**Problem**
Read the lines below. Copy out any that hold the string "artifacts".

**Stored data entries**

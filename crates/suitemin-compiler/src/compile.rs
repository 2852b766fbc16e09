use suitemin_ir::record::RecordSet;
use suitemin_ir::types::{FormulatorConfig, RecordKind};

use crate::constraint::build_constraints;
use crate::model::{Model, Objective};
use crate::nonlinear::nonlinear_objective;
use crate::objective::linear_objective;
use crate::relax::relaxed_objective;
use crate::universe::canonical_tests;
use crate::validate::{validate_config, ValidationError};
use crate::writer::{writer_for, Artifact, WriteError};

#[derive(Debug, thiserror::Error)]
pub enum CompileError {
    #[error("Validation errors: {}", .0.iter().map(|e| e.to_string()).collect::<Vec<_>>().join("; "))]
    Validation(Vec<ValidationError>),

    #[error("No {kind:?} records loaded for '{file}'")]
    MissingRecords { file: String, kind: RecordKind },

    #[error("Nonlinear objective for independent criterion '{file}' is not supported")]
    UnsupportedNonlinearIndependent { file: String },

    #[error("Cost constraint from '{file}' has no bound")]
    MissingBound { file: String },

    #[error("Write error: {0}")]
    Write(#[from] WriteError),
}

/// Build the model described by `config` over `records`.
pub fn compile(config: &FormulatorConfig, records: &RecordSet) -> Result<Model, CompileError> {
    // 1. Validate
    validate_config(config).map_err(CompileError::Validation)?;

    // 2. Canonical tests
    let tests = canonical_tests(config, records)?;

    // 3. Constraints from absolute criteria
    let mut constraints = build_constraints(&config.absolute_cria, records, &tests)?;

    // 4. Objective from relative criteria
    let objective = match (config.nonlinear, config.relax) {
        (true, true) => {
            let relaxed = relaxed_objective(&config.relative_cria, records, &tests, config.seed)?;
            constraints.extend(relaxed.constraints.into_vec());
            Objective::Linear(relaxed.coefficients)
        }
        (true, false) => Objective::Nonlinear(nonlinear_objective(
            &config.relative_cria,
            records,
            &tests,
        )?),
        (false, _) => Objective::Linear(linear_objective(
            &config.relative_cria,
            records,
            &tests,
            config.min_or_max,
        )?),
    };

    tracing::info!(
        name = %config.name,
        tests = tests.len(),
        constraints = constraints.len(),
        nonlinear = config.nonlinear,
        relax = config.relax,
        "model formulated"
    );

    Ok(Model {
        name: config.name.clone(),
        direction: config.min_or_max,
        tests,
        objective,
        constraints: constraints.into_vec(),
    })
}

/// Compile and serialize in the configured dialect. Nothing is returned
/// unless every artifact was produced.
pub fn formulate(
    config: &FormulatorConfig,
    records: &RecordSet,
) -> Result<Vec<Artifact>, CompileError> {
    let model = compile(config, records)?;
    let artifacts = writer_for(config.output_format).write(&model)?;
    Ok(artifacts)
}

**Task answer**
    let artifacts = writer_for(config.output_format).write(&model)?;
    Ok(artifacts)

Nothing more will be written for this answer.